### SUPPLIED MATERIAL
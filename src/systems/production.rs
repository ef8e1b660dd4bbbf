use anyhow::Result;
use tracing::debug;

use crate::{
    agents::AgentState,
    buildings::{BuildingId, BuildingKind},
    engine::{System, SystemContext},
    events::SimEvent,
    world::World,
};

/// Output of staffed non-farm buildings. Farms produce through their crop
/// cycle instead.
pub struct ProductionSystem;

impl ProductionSystem {
    pub fn new() -> Self {
        Self
    }
}

impl Default for ProductionSystem {
    fn default() -> Self {
        Self::new()
    }
}

impl System for ProductionSystem {
    fn name(&self) -> &str {
        "production"
    }

    fn run(&mut self, ctx: &SystemContext, world: &mut World) -> Result<()> {
        let ids: Vec<BuildingId> = world.buildings.keys().copied().collect();
        for id in ids {
            produce(world, id, ctx.dt);
        }
        Ok(())
    }
}

fn produce(world: &mut World, id: BuildingId, dt: f32) {
    let Some(building) = world.buildings.get(&id) else {
        return;
    };
    if !building.complete || building.kind == BuildingKind::Farm {
        return;
    }
    let spec = world.config.buildings.spec(building.kind);
    let Some(table) = spec.production.clone() else {
        return;
    };
    let interval = spec.production_interval;
    let staffed = building
        .worker
        .and_then(|worker| world.agents.get(&worker))
        .map_or(false, |agent| agent.state == AgentState::Working);
    if !staffed {
        return;
    }

    let Some(building) = world.buildings.get_mut(&id) else {
        return;
    };
    building.production_timer += dt;
    if building.production_timer < interval {
        return;
    }
    building.production_timer = 0.0;
    let kind = building.kind;
    debug!(building = %id, %kind, produced = %table, "production cycle");
    world.emit(SimEvent::ResourceProduced {
        building: id,
        kind,
        resources: table,
        crop: None,
    });
}

#[cfg(test)]
mod tests {
    use super::*;
    use crate::{
        agents::Profession,
        config::GameConfig,
        grid::Position,
    };

    #[test]
    fn lumbermill_needs_a_worker_to_produce() {
        let mut config = GameConfig::default();
        config.map.forest_chance = 0.0;
        let mut world = World::new(config, 8, 1.0);
        let mill = world.place_building(BuildingKind::Lumbermill, 12, 12).unwrap();
        world.complete_building(mill);

        for _ in 0..20 {
            produce(&mut world, mill, 1.0);
        }
        assert_eq!(world.ledger.wood, 50.0);

        let jack = world.create_resident("L", Profession::Lumberjack, Position::new(12.0, 12.0));
        world.assign_work(jack, mill);
        world.agents.get_mut(&jack).unwrap().state = AgentState::Working;
        for _ in 0..15 {
            produce(&mut world, mill, 1.0);
        }
        assert_eq!(world.ledger.wood, 53.0);
    }
}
######
> **TASK ITEM**
Take exactly the lines from the one containing "debug!(building = %id, %kind, produced" through the one containing "let mut world" in the data above, and output them with nothing added.

> **YOUR SOLUTION**
    debug!(building = %id, %kind, produced = %table, "production cycle");
    world.emit(SimEvent::ResourceProduced {
        building: id,
        kind,
        resources: table,
        crop: None,
    });
}

#[cfg(test)]
mod tests {
    use super::*;
    use crate::{
        agents::Profession,
        config::GameConfig,
        grid::Position,
    };

    #[test]
    fn lumbermill_needs_a_worker_to_produce() {
        let mut config = GameConfig::default();
        config.map.forest_chance = 0.0;
        let mut world = World::new(config, 8, 1.0);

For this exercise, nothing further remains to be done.